Would the revised system still be complete?

2.4 Two methods

One way show that a sequent is valid is to make
a truth table. You learned how in a previous topic.
If there is no line in the truth table where all
the premises are
T and the conclusion is F then
the sequent is valid.

Another way to show that a sequent is valid is to
make a derivation in our natural deduction system.
If you can derive the conclusion of the sequent from
its premises then that sequent is valid.

One way to show that a sequent is
not valid is to make
a truth table. If there is a line in the truth table where
all the premises are
T and the conclusion is F then
the sequent is not valid.

Is there another way to show that a sequent is not valid?
Our natural deduction system does not provide a
method that can always show that an invalid sequent
is invalid.
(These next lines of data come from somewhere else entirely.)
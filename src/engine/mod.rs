//! The engine context.
//!
//! An [`Engine`] owns everything a guitar needs to sound: the audio sink, the
//! tuning, the active presets, the distortion curve cache, the playback guard
//! and the timed task queue. Nothing is global, so independent engines (one
//! per test, say) never see each other.
//!
//! # Lifecycle
//!
//! ```text
//! Engine::new ──→ initialize ──→ play_chord / play_arpeggio / ... ──→ dispose
//!   (silent)      (sink runs)
//! ```
//!
//! Notes scheduled before `initialize` are computed normally but stay silent
//! until the sink starts, because the sink clock does not run while suspended.
//!
//! # Timing
//!
//! Every request is placed `lookahead` seconds after the sink clock so the
//! first note is never scheduled in the past. Call [`Engine::poll`] (every
//! entry point does) to run deferred work such as releasing a finished
//! strum's voice.

pub mod config;
pub mod guard;
pub mod scheduler;

use rand::{rngs::StdRng, SeedableRng};

use crate::{
    dsp::distortion::DistortionCurveCache,
    io::{
        settings::{SettingsStore, TUNING_OFFSET_KEY},
        sink::{AudioSink, SinkState},
    },
    sequencing::{
        arpeggio::{ArpeggioPattern, ArpeggioScheduler},
        chord::ChordShape,
        event::{NoteSchedule, PlayedNote},
        strum::{StrumDirection, StrumScheduler},
    },
    synth::{
        frequency::{OpenStringTuning, Tuning},
        presets::{StrumPreset, TonePreset},
        voice::NoteRealizer,
    },
};

pub use config::{EngineConfig, EngineError};
pub use guard::{PlaybackGuard, SingleVoice, VoiceId, VoicePool, VoiceState};
pub use scheduler::{Task, TaskHandle, TaskScheduler};

/// How long `stop()` holds the master gain at zero.
pub const STOP_MUTE_SECS: f64 = 0.1;

/// Completion handle for one request.
#[derive(Debug, Clone, PartialEq)]
pub struct Playback {
    /// Guard voice, `None` for single notes (they bypass the guard).
    pub voice: Option<VoiceId>,
    /// Scheduled notes with their durations resolved.
    pub notes: Vec<PlayedNote>,
    /// Sink clock at the moment of the request.
    pub triggered_at: f64,
    /// Clock time at which the playback counts as finished.
    pub ends_at: f64,
}

impl Playback {
    pub fn duration(&self) -> f64 {
        self.ends_at - self.triggered_at
    }
}

pub struct Engine<S: AudioSink> {
    sink: S,
    tuning: Tuning,
    tone: &'static TonePreset,
    strum: &'static StrumPreset,
    volume: f32,
    distortion: f32,
    tempo: f32,
    lookahead: f64,
    curves: DistortionCurveCache,
    guard: Box<dyn PlaybackGuard>,
    tasks: TaskScheduler,
    /// Release timer of every voice the guard holds.
    timers: Vec<(VoiceId, TaskHandle)>,
    settings: Option<Box<dyn SettingsStore>>,
    rng: StdRng,
}

impl<S: AudioSink> Engine<S> {
    /// Build an engine around `sink`. Nothing is audible until [`Engine::initialize`].
    pub fn new(sink: S, config: EngineConfig) -> Result<Self, EngineError> {
        let tone = TonePreset::by_name(&config.tone)
            .ok_or_else(|| EngineError::Config(format!("unknown tone preset '{}'", config.tone)))?;
        let strum = StrumPreset::by_name(&config.strum).ok_or_else(|| {
            EngineError::Config(format!("unknown strum preset '{}'", config.strum))
        })?;
        let open = OpenStringTuning::by_name(&config.open_tuning).ok_or_else(|| {
            EngineError::Config(format!("unknown tuning '{}'", config.open_tuning))
        })?;

        let rng = match config.seed {
            Some(seed) => StdRng::seed_from_u64(seed),
            None => StdRng::from_entropy(),
        };

        let mut engine = Self {
            sink,
            tuning: Tuning::new(open)
                .with_offset(config.tuning_offset)
                .with_capo(config.capo),
            tone,
            strum,
            volume: clamp_volume(config.volume, 0.7),
            distortion: 0.0,
            tempo: ArpeggioScheduler::new(config.tempo).bpm(),
            lookahead: config.lookahead.max(0.0),
            curves: DistortionCurveCache::new(),
            guard: Box::new(SingleVoice::new()),
            tasks: TaskScheduler::new(),
            timers: Vec::new(),
            settings: None,
            rng,
        };

        engine.set_distortion(config.distortion);
        let now = engine.sink.current_time();
        engine.sink.set_master_gain_at(engine.volume, now);

        log::debug!(
            target: "fretsynth::engine",
            "engine created: tone {}, strum {}, {} Hz",
            tone.name,
            strum.name,
            engine.sink.sample_rate()
        );
        Ok(engine)
    }

    /// Swap the concurrency policy. Any held voices are forgotten.
    pub fn with_guard(mut self, guard: Box<dyn PlaybackGuard>) -> Self {
        self.tasks.clear();
        self.timers.clear();
        self.guard = guard;
        self
    }

    /// Attach persistence. The stored tuning offset, if any, replaces the current one.
    pub fn with_settings(mut self, store: Box<dyn SettingsStore>) -> Self {
        match store.load_i32(TUNING_OFFSET_KEY) {
            Ok(Some(offset)) => {
                let applied = self.tuning.set_tuning_offset(offset);
                log::debug!(target: "fretsynth::settings", "loaded tuning offset {}", applied);
            }
            Ok(None) => {}
            Err(err) => {
                log::warn!(target: "fretsynth::settings", "ignoring stored tuning offset: {}", err)
            }
        }
        self.settings = Some(store);
        self
    }

    /// Start the audio output. Required once before anything is heard.
    pub fn initialize(&mut self) -> Result<(), EngineError> {
        self.resume()?;
        log::info!(target: "fretsynth::engine", "engine initialized");
        Ok(())
    }

    /// Retry starting the output, e.g. after a failed `initialize`.
    pub fn resume(&mut self) -> Result<(), EngineError> {
        self.sink.resume().map_err(|err| {
            log::warn!(target: "fretsynth::engine", "audio output failed to start: {}", err);
            EngineError::Initialization(err)
        })
    }

    pub fn is_initialized(&self) -> bool {
        self.sink.state() == SinkState::Running
    }

    /// Cancel pending work, close the sink and hand it back.
    pub fn dispose(mut self) -> S {
        self.tasks.clear();
        self.timers.clear();
        self.guard.release_all();
        self.sink.close();
        log::info!(target: "fretsynth::engine", "engine disposed");
        self.sink
    }

    /// Run every timed task that has come due.
    pub fn poll(&mut self) {
        let now = self.sink.current_time();
        for task in self.tasks.tick(now) {
            match task {
                Task::PlaybackFinished(voice) => {
                    self.timers.retain(|(held, _)| *held != voice);
                    if self.guard.release(voice) {
                        log::debug!(target: "fretsynth::engine", "voice {:?} finished", voice);
                    }
                }
            }
        }
    }

    /// Strum `chord` with the active strum preset.
    ///
    /// `None` when the guard rejects the request; nothing is scheduled then.
    pub fn play_chord(
        &mut self,
        chord: &ChordShape,
        direction: StrumDirection,
    ) -> Option<Playback> {
        self.poll();
        let now = self.sink.current_time();
        let schedule = StrumScheduler::new(self.strum).schedule(
            chord,
            direction,
            now + self.lookahead,
            &mut self.rng,
        );
        self.start_guarded(schedule, now)
    }

    /// Play `pattern` at `bpm`, or the configured tempo.
    pub fn play_arpeggio(
        &mut self,
        pattern: &ArpeggioPattern,
        bpm: Option<f32>,
    ) -> Option<Playback> {
        let scheduler = ArpeggioScheduler::new(bpm.unwrap_or(self.tempo));
        self.play_arpeggio_with(pattern, scheduler)
    }

    /// Play `pattern` with a fully configured scheduler (custom subdivision).
    pub fn play_arpeggio_with(
        &mut self,
        pattern: &ArpeggioPattern,
        scheduler: ArpeggioScheduler,
    ) -> Option<Playback> {
        self.poll();
        let now = self.sink.current_time();
        let schedule = scheduler.schedule(pattern, now + self.lookahead);
        self.start_guarded(schedule, now)
    }

    /// Pluck one note outside the guard. `None` only for a string outside 0..=5.
    pub fn play_single_note(&mut self, string: usize, fret: u8) -> Option<Playback> {
        self.poll();
        if self.tuning.frequency(string, fret).is_none() {
            log::debug!(target: "fretsynth::engine", "no string {}", string);
            return None;
        }

        let now = self.sink.current_time();
        let note = PlayedNote::new(string, fret, 0.8, now + self.lookahead);
        let notes = self.schedule_notes(vec![note]);
        let ends_at = notes
            .iter()
            .map(|note| note.start_time + note.duration_or(0.0) as f64)
            .fold(now, f64::max);

        Some(Playback {
            voice: None,
            notes,
            triggered_at: now,
            ends_at,
        })
    }

    fn start_guarded(&mut self, schedule: NoteSchedule, now: f64) -> Option<Playback> {
        let starts_at = now + self.lookahead;
        let ends_at = now + schedule.total_duration;

        let Some(voice) = self.guard.try_acquire(now, starts_at, ends_at) else {
            log::debug!(target: "fretsynth::engine", "playback already in progress, ignoring request");
            return None;
        };

        let notes = self.schedule_notes(schedule.notes);
        // A voice the guard reclaimed on its own leaves a timer behind
        let (guard, tasks) = (&self.guard, &mut self.tasks);
        self.timers.retain(|&(held, timer)| {
            let live = guard.state(held, now) != VoiceState::Idle;
            if !live {
                tasks.cancel(timer);
            }
            live
        });
        let timer = self.tasks.enqueue(ends_at, Task::PlaybackFinished(voice));
        self.timers.push((voice, timer));

        Some(Playback {
            voice: Some(voice),
            notes,
            triggered_at: now,
            ends_at,
        })
    }

    /// Synthesize and queue every note. Returns the notes with durations resolved.
    fn schedule_notes(&mut self, notes: Vec<PlayedNote>) -> Vec<PlayedNote> {
        let curve = self.curves.curve(self.distortion);
        let sample_rate = self.sink.sample_rate();
        let realizer =
            NoteRealizer::new(&self.tuning, self.tone, sample_rate).with_distortion(curve);

        let mut scheduled = Vec::with_capacity(notes.len());
        for mut note in notes {
            note.duration = Some(note.duration_or(self.tone.note_decay));
            match realizer.realize(&note, &mut self.rng) {
                Some(source) => {
                    self.sink.schedule_source(source);
                    scheduled.push(note);
                }
                None => log::warn!(
                    target: "fretsynth::engine",
                    "skipping note on missing string {}",
                    note.string
                ),
            }
        }
        scheduled
    }

    /// Mute now, restore after a moment, and forget every held voice.
    ///
    /// Already scheduled notes keep rendering underneath the mute; only the
    /// pending "finished" transitions are cancelled.
    pub fn stop(&mut self) {
        self.poll();
        let now = self.sink.current_time();
        self.sink.set_master_gain_at(0.0, now);
        self.sink.set_master_gain_at(self.volume, now + STOP_MUTE_SECS);

        let cancelled = self
            .timers
            .drain(..)
            .filter(|(_, timer)| self.tasks.cancel(*timer))
            .count();
        self.guard.release_all();
        log::info!(
            target: "fretsynth::engine",
            "stopped, cancelled {} pending transition(s)",
            cancelled
        );
    }

    /// Set the master volume (clamped to 0 - 1). Returns the value applied.
    pub fn set_volume(&mut self, volume: f32) -> f32 {
        self.poll();
        self.volume = clamp_volume(volume, self.volume);
        let now = self.sink.current_time();
        self.sink.set_master_gain_at(self.volume, now);
        self.volume
    }

    /// Set and persist the tuning offset (clamped to -6 ..= 6).
    pub fn set_tuning_offset(&mut self, semitones: i32) -> i32 {
        self.poll();
        let applied = self.tuning.set_tuning_offset(semitones);
        if let Some(store) = self.settings.as_mut() {
            if let Err(err) = store.store_i32(TUNING_OFFSET_KEY, applied) {
                log::warn!(target: "fretsynth::settings", "failed to persist tuning offset: {}", err);
            }
        }
        applied
    }

    /// Set the capo fret (clamped to 0 ..= 7).
    pub fn set_capo_fret(&mut self, fret: i32) -> i32 {
        self.poll();
        self.tuning.set_capo(fret)
    }

    /// Set the distortion amount (clamped to 0 - 100) and warm the curve cache.
    pub fn set_distortion(&mut self, amount: f32) -> f32 {
        self.poll();
        let amount = if amount.is_finite() { amount.clamp(0.0, 100.0) } else { self.distortion };
        self.distortion = amount;
        self.curves.curve(amount);
        amount
    }

    /// Select a tone preset by key. Unknown keys keep the current preset.
    pub fn set_guitar_tone(&mut self, key: &str) -> &'static str {
        self.poll();
        match TonePreset::by_name(key) {
            Some(tone) => {
                self.tone = tone;
                log::debug!(target: "fretsynth::engine", "tone preset {}", tone.name);
            }
            None => log::debug!(target: "fretsynth::engine", "unknown tone preset '{}'", key),
        }
        self.tone.name
    }

    /// Select a strum preset by key. Unknown keys keep the current preset.
    pub fn set_strum_style(&mut self, key: &str) -> &'static str {
        self.poll();
        match StrumPreset::by_name(key) {
            Some(strum) => {
                self.strum = strum;
                log::debug!(target: "fretsynth::engine", "strum preset {}", strum.name);
            }
            None => log::debug!(target: "fretsynth::engine", "unknown strum preset '{}'", key),
        }
        self.strum.name
    }

    pub fn volume(&self) -> f32 {
        self.volume
    }

    pub fn tuning(&self) -> &Tuning {
        &self.tuning
    }

    pub fn tone(&self) -> &'static TonePreset {
        self.tone
    }

    pub fn strum(&self) -> &'static StrumPreset {
        self.strum
    }

    /// Length of a note that does not carry its own duration.
    pub fn note_duration(&self) -> f32 {
        self.tone.note_decay
    }

    pub fn distortion(&self) -> f32 {
        self.distortion
    }

    pub fn curve_cache(&self) -> &DistortionCurveCache {
        &self.curves
    }

    pub fn tempo(&self) -> f32 {
        self.tempo
    }

    /// True while a strum or arpeggio holds the guard. Call `poll` first for
    /// an up-to-date answer.
    pub fn is_playing(&self) -> bool {
        self.guard.is_busy()
    }

    pub fn voice_state(&self, voice: VoiceId) -> VoiceState {
        self.guard.state(voice, self.sink.current_time())
    }

    pub fn pending_tasks(&self) -> usize {
        self.tasks.pending()
    }

    pub fn sink(&self) -> &S {
        &self.sink
    }

    pub fn sink_mut(&mut self) -> &mut S {
        &mut self.sink
    }
}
If the sequent is invalid there is no derivation
of the conclusion from the premises in our system.
(If there were a derivation then our system would not
be sound.) Following the rules of our system does not
tell us that there is no derivation. Trying make a derivation
and failing is not a method to show that there is no derivation.
(Maybe you haven't tried hard enough!)

So in one important respect the truth table method is
more powerful than our natural deduction system
for sentential logic. The truth table method can always determine
whether or not a sequent is valid. However, our natural deduction
system does not provide a method to determine in every case
whether or not a sequent is valid.

2.5 Within and about the system

In Topic RS01 and Topic RS02 you have learned that our system
of sentential logic is both sound and complete.